◆ TASK GOAL
Among the entries below, copy every line that carries the word "impl".

◆ Data entries
▽

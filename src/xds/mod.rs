//! # Envoy Snapshots
//!
//! Translation of the DAG into Envoy xDS resources and the versioned cache
//! that publishes them to observers.

pub mod resources;
pub mod snapshot;

pub use resources::{
    BuiltResource, CLUSTER_TYPE_URL, HTTPS_LISTENER_NAME, HTTP_LISTENER_NAME, LISTENER_TYPE_URL,
    ROUTE_TYPE_URL, SECRET_TYPE_URL, SNAPSHOT_TYPE_URLS,
};
pub use snapshot::{ChannelObserver, Snapshot, SnapshotCache, SnapshotObserver};
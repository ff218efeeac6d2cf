//! Object identity and metadata shared by every watched kind.

use chrono::{DateTime, Utc};
use serde::{Deserialize, Serialize};
use std::collections::BTreeMap;
use std::fmt;

/// Namespace plus name. Cluster-scoped objects use an empty namespace.
#[derive(Debug, Clone, Default, PartialEq, Eq, Hash, PartialOrd, Ord, Serialize, Deserialize)]
pub struct NamespacedName {
    pub namespace: String,
    pub name: String,
}

impl NamespacedName {
    pub fn new<N: Into<String>, M: Into<String>>(namespace: N, name: M) -> Self {
        Self { namespace: namespace.into(), name: name.into() }
    }

    /// Key for a cluster-scoped object
    pub fn cluster_scoped<M: Into<String>>(name: M) -> Self {
        Self { namespace: String::new(), name: name.into() }
    }
}

impl fmt::Display for NamespacedName {
    fn fmt(&self, f: &mut fmt::Formatter<'_>) -> fmt::Result {
        if self.namespace.is_empty() {
            write!(f, "{}", self.name)
        } else {
            write!(f, "{}/{}", self.namespace, self.name)
        }
    }
}

/// Metadata carried by every resource record.
///
/// `generation` and `resource_version` are owned by the object store: the
/// former moves only when the spec changes, the latter on every write.
#[derive(Debug, Clone, Default, PartialEq, Serialize, Deserialize)]
#[serde(rename_all = "camelCase", default)]
pub struct ObjectMeta {
    pub namespace: String,
    pub name: String,
    pub generation: i64,
    pub resource_version: u64,
    pub labels: BTreeMap<String, String>,
    pub annotations: BTreeMap<String, String>,
    pub finalizers: Vec<String>,
    pub deletion_timestamp: Option<DateTime<Utc>>,
}

impl ObjectMeta {
    pub fn new<N: Into<String>, M: Into<String>>(namespace: N, name: M) -> Self {
        Self { namespace: namespace.into(), name: name.into(), ..Default::default() }
    }

    pub fn key(&self) -> NamespacedName {
        NamespacedName::new(self.namespace.clone(), self.name.clone())
    }

    pub fn with_labels<I, K, V>(mut self, labels: I) -> Self
    where
        I: IntoIterator<Item = (K, V)>,
        K: Into<String>,
        V: Into<String>,
    {
        self.labels.extend(labels.into_iter().map(|(k, v)| (k.into(), v.into())));
        self
    }

    /// True once a delete has been requested but finalizers still hold the object
    pub fn is_deleting(&self) -> bool {
        self.deletion_timestamp.is_some()
    }

    pub fn has_finalizer(&self, finalizer: &str) -> bool {
        self.finalizers.iter().any(|f| f == finalizer)
    }
}

#[cfg(test)]
mod tests {
    use super::*;

    #[test]
    fn display_omits_empty_namespace() {
        assert_eq!(NamespacedName::cluster_scoped("contour").to_string(), "contour");
        assert_eq!(NamespacedName::new("default", "echo").to_string(), "default/echo");
    }

    #[test]
    fn finalizer_lookup() {
        let mut meta = ObjectMeta::new("projectcontour", "envoy");
        assert!(!meta.has_finalizer("meridian.dev/envoy-finalizer"));
        meta.finalizers.push("meridian.dev/envoy-finalizer".to_string());
        assert!(meta.has_finalizer("meridian.dev/envoy-finalizer"));
        assert!(!meta.is_deleting());
    }
}
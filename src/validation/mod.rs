//! # Validation Module
//!
//! Pure validators over a cache snapshot. They never mutate anything and
//! never retry: each returns `Ok(())`, a single error, or an
//! [`ErrorAggregate`](crate::errors::ErrorAggregate) holding every fault
//! found in one pass. Missing or not-yet-admitted references are retryable;
//! everything else needs a spec edit.

pub mod envoy;
pub mod gateway;
pub mod gateway_class;
pub mod http_route;

pub use envoy::validate_envoy;
pub use gateway::validate_gateway;
pub use gateway_class::validate_gateway_class;
pub use http_route::{route_binding, validate_http_route, RouteBinding};

use crate::errors::{Error, Result};
use lazy_static::lazy_static;
use regex::Regex;
use std::net::IpAddr;

lazy_static! {
    /// RFC 1123 subdomain, lowercase
    static ref DNS_SUBDOMAIN_REGEX: Regex =
        Regex::new(r"^[a-z0-9]([-a-z0-9]*[a-z0-9])?(\.[a-z0-9]([-a-z0-9]*[a-z0-9])?)*$").unwrap();
}

const MAX_HOSTNAME_LEN: usize = 253;

/// Hostnames are DNS subdomains, optionally with a leading `*.` label.
/// IP addresses are rejected.
pub fn validate_hostname(hostname: &str, field: &str) -> Result<()> {
    if hostname.parse::<IpAddr>().is_ok() {
        return Err(Error::validation_field(
            format!("hostname {:?} must not be an IP address", hostname),
            field,
        ));
    }

    let bare = hostname.strip_prefix("*.").unwrap_or(hostname);
    if bare.is_empty() || bare.len() > MAX_HOSTNAME_LEN || !DNS_SUBDOMAIN_REGEX.is_match(bare) {
        return Err(Error::validation_field(
            format!("hostname {:?} is not a valid DNS subdomain", hostname),
            field,
        ));
    }
    Ok(())
}

#[cfg(test)]
mod tests {
    use super::*;

    #[test]
    fn hostnames() {
        assert!(validate_hostname("example.com", "hostname").is_ok());
        assert!(validate_hostname("*.example.com", "hostname").is_ok());
        assert!(validate_hostname("10.0.0.1", "hostname").is_err());
        assert!(validate_hostname("::1", "hostname").is_err());
        assert!(validate_hostname("Example.com", "hostname").is_err());
        assert!(validate_hostname("*", "hostname").is_err());
        assert!(validate_hostname("foo..bar", "hostname").is_err());
    }
}
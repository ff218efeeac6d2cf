//! Label selectors binding routes to gateway listeners.

use crate::errors::{Error, Result};
use serde::{Deserialize, Serialize};
use std::collections::BTreeMap;

#[derive(Debug, Clone, Copy, PartialEq, Eq, Serialize, Deserialize)]
pub enum SelectorOperator {
    In,
    NotIn,
    Exists,
    DoesNotExist,
}

#[derive(Debug, Clone, PartialEq, Eq, Serialize, Deserialize)]
pub struct LabelSelectorRequirement {
    pub key: String,
    pub operator: SelectorOperator,
    #[serde(default)]
    pub values: Vec<String>,
}

#[derive(Debug, Clone, Default, PartialEq, Eq, Serialize, Deserialize)]
#[serde(rename_all = "camelCase", default)]
pub struct LabelSelector {
    pub match_labels: BTreeMap<String, String>,
    pub match_expressions: Vec<LabelSelectorRequirement>,
}

impl LabelSelector {
    pub fn from_labels<I, K, V>(labels: I) -> Self
    where
        I: IntoIterator<Item = (K, V)>,
        K: Into<String>,
        V: Into<String>,
    {
        Self {
            match_labels: labels.into_iter().map(|(k, v)| (k.into(), v.into())).collect(),
            match_expressions: Vec::new(),
        }
    }

    pub fn is_empty(&self) -> bool {
        self.match_labels.is_empty() && self.match_expressions.is_empty()
    }

    /// Evaluate the selector against an object's labels.
    ///
    /// An empty selector matches everything. A malformed requirement is an
    /// error rather than a silent non-match.
    pub fn matches(&self, labels: &BTreeMap<String, String>) -> Result<bool> {
        if self.is_empty() {
            return Ok(true);
        }

        for (key, value) in &self.match_labels {
            if labels.get(key) != Some(value) {
                return Ok(false);
            }
        }

        for req in &self.match_expressions {
            if !requirement_matches(req, labels)? {
                return Ok(false);
            }
        }

        Ok(true)
    }
}

fn requirement_matches(
    req: &LabelSelectorRequirement,
    labels: &BTreeMap<String, String>,
) -> Result<bool> {
    match req.operator {
        SelectorOperator::In | SelectorOperator::NotIn if req.values.is_empty() => {
            Err(Error::validation_field(
                format!("operator {:?} on key {:?} requires at least one value", req.operator, req.key),
                "selector.matchExpressions",
            ))
        }
        SelectorOperator::Exists | SelectorOperator::DoesNotExist if !req.values.is_empty() => {
            Err(Error::validation_field(
                format!("operator {:?} on key {:?} takes no values", req.operator, req.key),
                "selector.matchExpressions",
            ))
        }
        SelectorOperator::In => {
            Ok(labels.get(&req.key).is_some_and(|v| req.values.iter().any(|want| want == v)))
        }
        SelectorOperator::NotIn => {
            Ok(labels.get(&req.key).is_none_or(|v| req.values.iter().all(|want| want != v)))
        }
        SelectorOperator::Exists => Ok(labels.contains_key(&req.key)),
        SelectorOperator::DoesNotExist => Ok(!labels.contains_key(&req.key)),
    }
}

△

◆ SOLUTION BELOW
impl NamespacedName {
impl fmt::Display for NamespacedName {
impl ObjectMeta {
impl LabelSelector {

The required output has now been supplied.